Still in the week of release of the previous album Nashville Skyline beginning April 1969 Dylan went with producer Bob Johnston to Columbia Music Row studio in Nashville to record some classics of contemporary music, especially blues, folk and country. Among them were some pieces of Johnny Cash, suggesting suggesting that the recordings were made in preparation for Dylan's performances in Cash's new television show. A total of three recording sessions were held, but the material remained lying before there were further recordings in March 1970 in New York City, among whom was re-written by Dylan pieces were about a year. In April 1970 the recordings for Self Portrait in Nashville have been completed.
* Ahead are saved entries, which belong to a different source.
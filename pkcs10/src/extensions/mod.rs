//! X.509v3 extensions requested through PKCS#10.
//!
//! The set of kinds is closed. Each kind owns its OID and payload type, and
//! an unknown OID fails the decode instead of being carried as raw bytes.

use std::collections::HashMap;
use std::convert::Infallible;
use std::fmt;
use std::sync::LazyLock;

use asn1::{Element, ObjectIdentifier, OctetString};
use csrkit::decoder::{DecodableFrom, Decoder};
use csrkit::encoder::{EncodableTo, Encoder};
use serde::{Deserialize, Serialize};
use tracing::debug;

use crate::error::{Error, OidDomain, Result};
use crate::reader::{SequenceReader, single_element};

mod authority_key_identifier;
mod basic_constraints;
mod crl_distribution_points;
mod extended_key_usage;
mod general_name;
mod key_usage;
mod named_bits;
mod subject_alt_name;
mod subject_key_identifier;

pub use authority_key_identifier::AuthorityKeyIdentifier;
pub use basic_constraints::BasicConstraints;
pub use crl_distribution_points::{
    CrlDistributionPoints, DistributionPoint, DistributionPointName, ReasonFlag, ReasonFlags,
};
pub use extended_key_usage::{ExtendedKeyUsage, KeyPurpose};
pub use general_name::{GeneralName, Ia5Text};
pub use key_usage::{KeyUsage, KeyUsageBit};
pub use named_bits::NamedBit;
pub use subject_alt_name::SubjectAltName;
pub use subject_key_identifier::SubjectKeyIdentifier;

#[derive(Debug, Clone, Copy, PartialEq, Eq, Hash, Serialize, Deserialize)]
pub enum ExtensionKind {
    SubjectKeyId,
    KeyUsage,
    SubjectAltName,
    BasicConstraints,
    CrlDistributionPoints,
    AuthorityKeyId,
    ExtendedKeyUsage,
}

static BY_OID: LazyLock<HashMap<ObjectIdentifier, ExtensionKind>> = LazyLock::new(|| {
    ExtensionKind::ALL
        .iter()
        .map(|kind| (kind.oid(), *kind))
        .collect()
});

impl ExtensionKind {
    pub const ALL: [ExtensionKind; 7] = [
        ExtensionKind::SubjectKeyId,
        ExtensionKind::KeyUsage,
        ExtensionKind::SubjectAltName,
        ExtensionKind::BasicConstraints,
        ExtensionKind::CrlDistributionPoints,
        ExtensionKind::AuthorityKeyId,
        ExtensionKind::ExtendedKeyUsage,
    ];

    pub fn oid(&self) -> ObjectIdentifier {
        let arcs: &'static [u64] = match self {
            ExtensionKind::SubjectKeyId => &[2, 5, 29, 14],
            ExtensionKind::KeyUsage => &[2, 5, 29, 15],
            ExtensionKind::SubjectAltName => &[2, 5, 29, 17],
            ExtensionKind::BasicConstraints => &[2, 5, 29, 19],
            ExtensionKind::CrlDistributionPoints => &[2, 5, 29, 31],
            ExtensionKind::AuthorityKeyId => &[2, 5, 29, 35],
            ExtensionKind::ExtendedKeyUsage => &[2, 5, 29, 37],
        };
        ObjectIdentifier::from_static(arcs)
    }

    pub fn from_oid(oid: &ObjectIdentifier) -> Option<ExtensionKind> {
        BY_OID.get(oid).copied()
    }

    /// RFC 5280 module name, e.g. `keyUsage`.
    pub fn name(&self) -> &'static str {
        match self {
            ExtensionKind::SubjectKeyId => "subjectKeyIdentifier",
            ExtensionKind::KeyUsage => "keyUsage",
            ExtensionKind::SubjectAltName => "subjectAltName",
            ExtensionKind::BasicConstraints => "basicConstraints",
            ExtensionKind::CrlDistributionPoints => "cRLDistributionPoints",
            ExtensionKind::AuthorityKeyId => "authorityKeyIdentifier",
            ExtensionKind::ExtendedKeyUsage => "extKeyUsage",
        }
    }
}

impl fmt::Display for ExtensionKind {
    fn fmt(&self, f: &mut fmt::Formatter<'_>) -> fmt::Result {
        let label = match self {
            ExtensionKind::SubjectKeyId => "Subject Key Identifier",
            ExtensionKind::KeyUsage => "Key Usage",
            ExtensionKind::SubjectAltName => "Subject Alternative Name",
            ExtensionKind::BasicConstraints => "Basic Constraints",
            ExtensionKind::CrlDistributionPoints => "CRL Distribution Points",
            ExtensionKind::AuthorityKeyId => "Authority Key Identifier",
            ExtensionKind::ExtendedKeyUsage => "Extended Key Usage",
        };
        write!(f, "X509v3 {}", label)
    }
}

/// Payload of one extension kind.
///
/// `parse` reads the DER inside `extnValue`; the octets must hold exactly
/// one element. `to_value` is the inverse.
pub trait Extension: Sized {
    const KIND: ExtensionKind;

    fn parse(value: &OctetString) -> Result<Self>;

    fn to_value(&self) -> OctetString;
}

pub(crate) fn parse_payload<T>(value: &OctetString) -> Result<T>
where
    T: Extension + DecodableFrom<Element>,
    Element: Decoder<Element, T, Error = Error>,
{
    single_element(T::KIND.name(), value.as_bytes())?.decode()
}

pub(crate) fn payload_value<T>(payload: &T) -> OctetString
where
    T: Encoder<T, Element, Error = Infallible>,
    Element: EncodableTo<T>,
{
    let Ok(element) = payload.encode();
    OctetString::from(element.to_der())
}

/*
RFC 5280 Section 4.1.2.9

Extension  ::=  SEQUENCE  {
    extnID      OBJECT IDENTIFIER,
    critical    BOOLEAN DEFAULT FALSE,
    extnValue   OCTET STRING
}
*/

/// One requested extension.
///
/// Values of different kinds never compare equal.
#[derive(Debug, Clone, PartialEq, Eq, Serialize, Deserialize)]
#[serde(rename_all = "camelCase")]
pub enum ExtensionAttribute {
    SubjectKeyId(SubjectKeyIdentifier),
    KeyUsage(KeyUsage),
    SubjectAltName(SubjectAltName),
    BasicConstraints(BasicConstraints),
    CrlDistributionPoints(CrlDistributionPoints),
    AuthorityKeyId(AuthorityKeyIdentifier),
    ExtendedKeyUsage(ExtendedKeyUsage),
}

impl ExtensionAttribute {
    pub fn kind(&self) -> ExtensionKind {
        match self {
            ExtensionAttribute::SubjectKeyId(_) => ExtensionKind::SubjectKeyId,
            ExtensionAttribute::KeyUsage(_) => ExtensionKind::KeyUsage,
            ExtensionAttribute::SubjectAltName(_) => ExtensionKind::SubjectAltName,
            ExtensionAttribute::BasicConstraints(_) => ExtensionKind::BasicConstraints,
            ExtensionAttribute::CrlDistributionPoints(_) => ExtensionKind::CrlDistributionPoints,
            ExtensionAttribute::AuthorityKeyId(_) => ExtensionKind::AuthorityKeyId,
            ExtensionAttribute::ExtendedKeyUsage(_) => ExtensionKind::ExtendedKeyUsage,
        }
    }

    pub fn oid(&self) -> ObjectIdentifier {
        self.kind().oid()
    }

    /// DER of the payload, as carried in `extnValue`.
    pub fn value(&self) -> OctetString {
        match self {
            ExtensionAttribute::SubjectKeyId(ext) => ext.to_value(),
            ExtensionAttribute::KeyUsage(ext) => ext.to_value(),
            ExtensionAttribute::SubjectAltName(ext) => ext.to_value(),
            ExtensionAttribute::BasicConstraints(ext) => ext.to_value(),
            ExtensionAttribute::CrlDistributionPoints(ext) => ext.to_value(),
            ExtensionAttribute::AuthorityKeyId(ext) => ext.to_value(),
            ExtensionAttribute::ExtendedKeyUsage(ext) => ext.to_value(),
        }
    }

    /// Decodes `value` with the decoder registered for `kind`.
    pub fn parse(kind: ExtensionKind, value: &OctetString) -> Result<Self> {
        match kind {
            ExtensionKind::SubjectKeyId => {
                SubjectKeyIdentifier::parse(value).map(ExtensionAttribute::SubjectKeyId)
            }
            ExtensionKind::KeyUsage => KeyUsage::parse(value).map(ExtensionAttribute::KeyUsage),
            ExtensionKind::SubjectAltName => {
                SubjectAltName::parse(value).map(ExtensionAttribute::SubjectAltName)
            }
            ExtensionKind::BasicConstraints => {
                BasicConstraints::parse(value).map(ExtensionAttribute::BasicConstraints)
            }
            ExtensionKind::CrlDistributionPoints => {
                CrlDistributionPoints::parse(value).map(ExtensionAttribute::CrlDistributionPoints)
            }
            ExtensionKind::AuthorityKeyId => {
                AuthorityKeyIdentifier::parse(value).map(ExtensionAttribute::AuthorityKeyId)
            }
            ExtensionKind::ExtendedKeyUsage => {
                ExtendedKeyUsage::parse(value).map(ExtensionAttribute::ExtendedKeyUsage)
            }
        }
    }
}

impl fmt::Display for ExtensionAttribute {
    fn fmt(&self, f: &mut fmt::Formatter<'_>) -> fmt::Result {
        match self {
            ExtensionAttribute::SubjectKeyId(ext) => write!(f, "{}", ext),
            ExtensionAttribute::KeyUsage(ext) => write!(f, "{}", ext),
            ExtensionAttribute::SubjectAltName(ext) => write!(f, "{}", ext),
            ExtensionAttribute::BasicConstraints(ext) => write!(f, "{}", ext),
            ExtensionAttribute::CrlDistributionPoints(ext) => write!(f, "{}", ext),
            ExtensionAttribute::AuthorityKeyId(ext) => write!(f, "{}", ext),
            ExtensionAttribute::ExtendedKeyUsage(ext) => write!(f, "{}", ext),
        }
    }
}

impl DecodableFrom<Element> for ExtensionAttribute {}

impl Decoder<Element, ExtensionAttribute> for Element {
    type Error = Error;

    fn decode(&self) -> Result<ExtensionAttribute> {
        let mut reader = SequenceReader::from_sequence("Extension", self)?;
        let oid = reader.next_oid()?;
        let kind = ExtensionKind::from_oid(oid).ok_or_else(|| {
            debug!("rejecting unknown extension {oid}");
            Error::UnknownOid {
                domain: OidDomain::Extension,
                oid: oid.clone(),
            }
        })?;
        // The model has no criticality, so the flag is read past and dropped.
        if let Some(Element::Boolean(_)) = reader.peek() {
            reader.next("critical")?;
        }
        let value = reader.next_octet_string()?;
        reader.finish()?;

        ExtensionAttribute::parse(kind, value).map_err(|e| {
            debug!("malformed {kind} payload: {e}");
            Error::MalformedPayload {
                kind,
                source: Box::new(e),
            }
        })
    }
}

impl EncodableTo<ExtensionAttribute> for Element {}

impl Encoder<ExtensionAttribute, Element> for ExtensionAttribute {
    type Error = Infallible;

    fn encode(&self) -> std::result::Result<Element, Self::Error> {
        Ok(Element::Sequence(vec![
            Element::ObjectIdentifier(self.oid()),
            Element::OctetString(self.value()),
        ]))
    }
}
Some of these sessions took place without Dylan, during his absence various strings and winds were at the direction of producer Johnston re-recorded and overdubt. This affected the saxophone in Boogie Woogie, the entire instrumentation of Belle Isle and Copper Cattle, violin in Blue Moon, the horns and other brass instruments in the wigwam and the arrangements of It Hurts Me Too and the two parts of Alberta. Were also reworked the live recordings from Dylan's headlining concert in August 1969 at the Isle of Wight Festival, which were taken on the album. Why Dylan recorded a version of Paul Simon's song The Boxer, is still unclear. Some critics suspect that Dylan conceived as a parody of the song, because he for a " wannabe Dylan " kept Paul Simon and wanted to taunt him.

The album was released on June 8, 1970. In total there were two of Dylan written, previously unreleased tracks, four live recordings and 16 cover versions of contemporary songs, from pop classics of the 1950s and of traditional folk and country tunes have. The cover shows a self-portrait in oil Dylan.


The album is one of the most criticized in rock history. The most common criticism about the album, written by music critic Greil Marcus and Dylan fan for the Rolling Stone, begins with the sentence " What is this shit? " (Engl.: " What is this shit? "). Varesi referred to the album as "ridiculous", the live recordings from the Isle of Wight Festival could be forgotten, only very few of the songs included on the album are worth to be heard, and Robert Christgau had aptly remarked that no man is more than one record side could listen at a time. One of the main reasons that Self Portrait was become such a bad album, Varesi sees in the work of producer Johnston. His mix is bad, and the use of strings and winds mostly out of place. He also criticized the vocal performance by Dylan as " soulless and uncommunicative " in some songs he seemed to want to parody itself. In addition, Dylan does not reveal any system in the selection of cover versions, it appears arbitrary. Harsh criticism brought Dylan a the fact that he spent the new arrangements of traditional songs such as Alberta, It Hurts Me Too or Belle Isle as his own songs. Varesi says that the album had nothing to do with a self-portrait of the artist. Unlike Varesi sees Seth Rogovoy Self Portrait as a mixture of all styles and songs that have been influenced Dylan's music. Lee Marshall commented that the album was not coherent in itself, the live recordings were scattered without any apparent system throughout the album. Dylan himself stated that he had released the album for reasons of deterrence, because he was of the opinion that he was entitled an attention that he did not want that. In an interview for the magazine biographer Dylan also wrote that the countless bootlegs of his recordings would have disturbed him and that he had therefore brought out Self Portrait with his own bootleg. In his autobiography, Chronicles, he described the process of creating the album with the words "I put together a double album, as I threw everything I could think of at the wall, and published what glue remained. Then I scraped together everything had fallen down, and shoved it behind. " Stephen Thomas Erlewine of Allmusic writes that there never was an album that was so clearly designed to push the audience 's head. While it has become easier over the years to listen to the album, but it was still unfathomable to open up and heavy.

Commercial success

Despite the bad reviews, the album was able to place in the charts. In the U.S., it reached # 4 on the Billboard 200 and received gold status for more than 500,000 units sold. In the UK, Self Portrait went straight to No. 1 on the album charts in Germany recorded the album at number 29 of the Media Control Charts.